Ce n’est sans doute pas la seule voie[n1] . Choisissons de suivre Maxime Decout dans ce qui reste pour nous l’une des plus belles pages de cet essai qui n’en manque pourtant pas. À la page 157, Maxime Decout abat un bel atout : le nom idiotie, que nous associons tous à l’œuvre philosophique de Clément Rosset. Pour ce dernier, la tautologie (a est a et ne peut pas être autre chose que a) définit le réel et son idiotie ontologique. Toute intoxication de l’esprit se définit par le refus de la tautologie et consiste à trouver des parades, des subterfuges, des mécanismes de défense, pour aller contre cette vérité-évidence qui s’indique d’elle-même comme idiote. L’autre pan de cette philosophie se nomme le hasard : le réel est idiot car il n’a pas de sens. Or, en littérature, « hasard et idiotie n’ont plus leur place » affirme Maxime Decout   . La littérature serait ainsi une posture de l’entre-deux : ni discours de la vérité unique, ni discours de la vérité absente, elle serait le discours de la vérité plurielle, intermittente, relative ; elle nous ferait accéder à une vérité furet, sans évidence, que les uns voient et que les autres manquent, qui échoit aux uns et échappe aux autres. Le croyant est sans doute l’homme qui se réjouit de l’existence du sens ; le tragique est l’homme qui se réjouit de l’existence du non-sens ; et le joueur est l’homme qui s’amuse de la pluralité des sens et des mondes, entre lesquels il y a du jeu et donc du choix. Manifestement, Maxime Decout est beau joueur : et la littérature est un jeu qui lui convient. Comment lui donner tort ?

Reste à trouver le lien entre l’imposture et cette défense assez raisonnable (quoique enjouée) de la littérature comme jeu. Même si Maxime Decout ne le dit pas en ces termes, il invite à penser qu’on peut définir comme imposteur l’homme qui se sait, qui se veut ou simplement se sent seul. Personne n’est là pour l’assurer qu’il a ce qu’il croit ne pas avoir (du charme, de l’intérêt, de la singularité). Personne ne parvient à le convaincre qu’il est ce qu’il craint de n’être pas : quelqu’un, par bien des aspects, d’assez souvent aimable. L’imposteur est tout simplement celui qui a peur de ne pas être aimé. Ou pas assez. Et fait tout pour que cela ne se voie pas mais se devine. Or Perec le dit, à sa manière : le puzzle, « en dépit des apparences, n’est pas un jeu solitaire »   . La littérature non plus.

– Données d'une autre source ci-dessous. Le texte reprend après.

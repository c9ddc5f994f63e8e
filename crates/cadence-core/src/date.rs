//! Lenient date handling for values supplied by persistence.
//!
//! Records arrive with dates as either native epoch-millisecond numbers or
//! ISO-8601 strings in a handful of shapes. Some stores write fractional
//! epoch numbers or `{"seconds", "nanoseconds"}` timestamp objects. Anything
//! that cannot be read is treated as absent: parsing returns `None` and never
//! fails, and deserializing a record never fails on a date field.

use chrono::{DateTime, NaiveDate, NaiveDateTime, NaiveTime, Utc};
use chrono_tz::Tz;
use serde::{Deserialize, Serialize};
use serde_json::Value;

/// A date-like value as stored by the backing store.
#[derive(Debug, Clone, PartialEq, Eq, Serialize, Deserialize)]
#[serde(untagged)]
pub enum DateInput {
    /// Milliseconds since the Unix epoch.
    Millis(i64),
    /// ISO-8601 text (date, local date-time, or RFC 3339 with offset).
    Text(String),
    /// Any other stored value, kept as is.
    Other(Value),
}

/// A civil date with an optional wall-clock time.
#[derive(Debug, Clone, Copy, PartialEq, Eq)]
pub struct ParsedDate {
    pub date: NaiveDate,
    pub time: Option<NaiveTime>,
}

const LOCAL_DATETIME_FORMATS: &[&str] = &[
    "%Y-%m-%dT%H:%M:%S%.f",
    "%Y-%m-%dT%H:%M",
    "%Y-%m-%d %H:%M:%S%.f",
    "%Y-%m-%d %H:%M",
];

impl DateInput {
    /// ## Summary
    /// Reads the value as a civil date (and time, when present) in `tz`.
    ///
    /// Absolute values (epoch milliseconds, RFC 3339 with an offset) are
    /// converted into `tz`; local values keep their wall-clock reading.
    #[must_use]
    pub fn parse(&self, tz: Tz) -> Option<ParsedDate> {
        match self {
            Self::Millis(millis) => {
                let utc = DateTime::<Utc>::from_timestamp_millis(*millis)?;
                let local = utc.with_timezone(&tz).naive_local();
                Some(ParsedDate {
                    date: local.date(),
                    time: Some(local.time()),
                })
            }
            Self::Text(text) => parse_text(text, tz),
            Self::Other(value) => {
                let local = other_instant(value)?.with_timezone(&tz).naive_local();
                Some(ParsedDate {
                    date: local.date(),
                    time: Some(local.time()),
                })
            }
        }
    }

    /// ## Summary
    /// Reads the value as an absolute instant, interpreting local values in `tz`.
    ///
    /// A bare date resolves to the start of that day.
    #[must_use]
    pub fn to_instant(&self, tz: Tz) -> Option<DateTime<Utc>> {
        use chrono::TimeZone;

        match self {
            Self::Millis(millis) => return DateTime::<Utc>::from_timestamp_millis(*millis),
            Self::Text(text) => {
                if let Ok(fixed) = DateTime::parse_from_rfc3339(text.trim()) {
                    return Some(fixed.with_timezone(&Utc));
                }
            }
            Self::Other(value) => return other_instant(value),
        }

        let parsed = self.parse(tz)?;
        let naive = parsed.date.and_time(parsed.time.unwrap_or(NaiveTime::MIN));
        tz.from_local_datetime(&naive)
            .earliest()
            .map(|local| local.with_timezone(&Utc))
    }

    /// Returns true when the value can be read as a date.
    #[must_use]
    pub fn is_parseable(&self) -> bool {
        self.parse(Tz::UTC).is_some()
    }
}

impl From<NaiveDate> for DateInput {
    fn from(date: NaiveDate) -> Self {
        Self::Text(date.format("%Y-%m-%d").to_string())
    }
}

impl From<DateTime<Utc>> for DateInput {
    fn from(instant: DateTime<Utc>) -> Self {
        Self::Text(instant.to_rfc3339_opts(chrono::SecondsFormat::Secs, true))
    }
}

/// Fractional epoch milliseconds or a `{"seconds", "nanoseconds"}` object.
fn other_instant(value: &Value) -> Option<DateTime<Utc>> {
    match value {
        Value::Number(number) => {
            let millis = number.as_f64()?;
            if !millis.is_finite() {
                return None;
            }
            // Whole milliseconds; chrono rejects anything out of range
            #[expect(clippy::cast_possible_truncation)]
            let whole = millis.trunc() as i64;
            DateTime::<Utc>::from_timestamp_millis(whole)
        }
        Value::Object(fields) => {
            let seconds = fields.get("seconds").or_else(|| fields.get("_seconds"))?;
            let nanos = fields
                .get("nanoseconds")
                .or_else(|| fields.get("_nanoseconds"))
                .and_then(Value::as_u64)
                .unwrap_or_default();
            DateTime::<Utc>::from_timestamp(seconds.as_i64()?, u32::try_from(nanos).ok()?)
        }
        _ => None,
    }
}

fn parse_text(text: &str, tz: Tz) -> Option<ParsedDate> {
    let text = text.trim();
    if text.is_empty() {
        return None;
    }

    if let Ok(fixed) = DateTime::parse_from_rfc3339(text) {
        let local = fixed.with_timezone(&tz).naive_local();
        return Some(ParsedDate {
            date: local.date(),
            time: Some(local.time()),
        });
    }

    for format in LOCAL_DATETIME_FORMATS {
        if let Ok(local) = NaiveDateTime::parse_from_str(text, format) {
            return Some(ParsedDate {
                date: local.date(),
                time: Some(local.time()),
            });
        }
    }

    NaiveDate::parse_from_str(text, "%Y-%m-%d")
        .ok()
        .map(|date| ParsedDate { date, time: None })
}

/// ## Summary
/// Parses a wall-clock time written as `HH:MM` or `HH:MM:SS`.
#[must_use]
pub fn parse_time_of_day(text: &str) -> Option<NaiveTime> {
    let text = text.trim();
    NaiveTime::parse_from_str(text, "%H:%M:%S")
        .or_else(|_err| NaiveTime::parse_from_str(text, "%H:%M"))
        .ok()
}

/// Formats a wall-clock time the way records store it.
#[must_use]
pub fn format_time_of_day(time: NaiveTime) -> String {
    use chrono::Timelike;

    if time.second() == 0 {
        time.format("%H:%M").to_string()
    } else {
        time.format("%H:%M:%S").to_string()
    }
}
//! Terminal rendering of streamed step output.

use std::io::{self, Write};

/// Adds line breaks after sentences and before bullet points.
pub fn format_output(text: &str) -> String {
    text.replace(". ", ".\n").replace("• ", "\n• ")
}

/// Prints a growing buffer incrementally, optionally through [`format_output`].
///
/// Only the part of the formatted text not yet printed is written, so a
/// terminal shows the answer as it streams. A trailing bullet is held back
/// until the next character arrives because formatting may insert a line
/// break in front of it.
#[derive(Debug)]
pub struct StreamPrinter {
    formatted: bool,
    printed: usize,
}

impl StreamPrinter {
    pub fn new(formatted: bool) -> Self {
        Self {
            formatted,
            printed: 0,
        }
    }

    /// Returns the text to print for the current buffer.
    pub fn delta(&mut self, buffer: &str) -> String {
        let rendered = self.render(buffer, false);
        self.take_from(rendered)
    }

    /// Returns whatever is still held back once the buffer is final.
    pub fn finish(&mut self, buffer: &str) -> String {
        let rendered = self.render(buffer, true);
        let rest = self.take_from(rendered);
        self.printed = 0;
        rest
    }

    /// Writes the delta for `buffer` to `out`.
    pub fn write_delta(&mut self, out: &mut impl Write, buffer: &str) -> io::Result<()> {
        let delta = self.delta(buffer);
        out.write_all(delta.as_bytes())?;
        out.flush()
    }

    fn render(&self, buffer: &str, complete: bool) -> String {
        if !self.formatted {
            return buffer.to_string();
        }
        let stable = if complete {
            buffer
        } else {
            buffer.strip_suffix('•').unwrap_or(buffer)
        };
        format_output(stable)
    }

    fn take_from(&mut self, rendered: String) -> String {
        match rendered.get(self.printed..) {
            Some(rest) => {
                let rest = rest.to_string();
                self.printed = rendered.len();
                rest
            }
            None => String::new(),
        }
    }
}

Quand on fait un puzzle, quand on lit ou écrit un livre (ce qui revient peu ou prou au même), on se croit seul et on ne l’est pas : il y a quelqu’un qui travaille pour vous, avec vous, qui vous cherche, qui vous parle, qui vous aime ou vous désire, veut vous séduire ou vous intéresser. Appelons imposture cette pseudo solitude de l’auteur et du lecteur impliqués dans le puzzle littéraire : ni présence pleine, ni absence totale, mais relation virtuelle qui fait buissonner les significations et travailler l’esprit sur des possibles, des hypothèses, parfois invérifiables et parfois bien attestées par le monde où nous vivons. Entre la solitude et la bonne compagnie, posons que la littérature vaut comme ersatz de la seconde, qu’on peut aussi appeler l’amour. Mais c’est une imposture bien agréable à pratiquer, somme toute.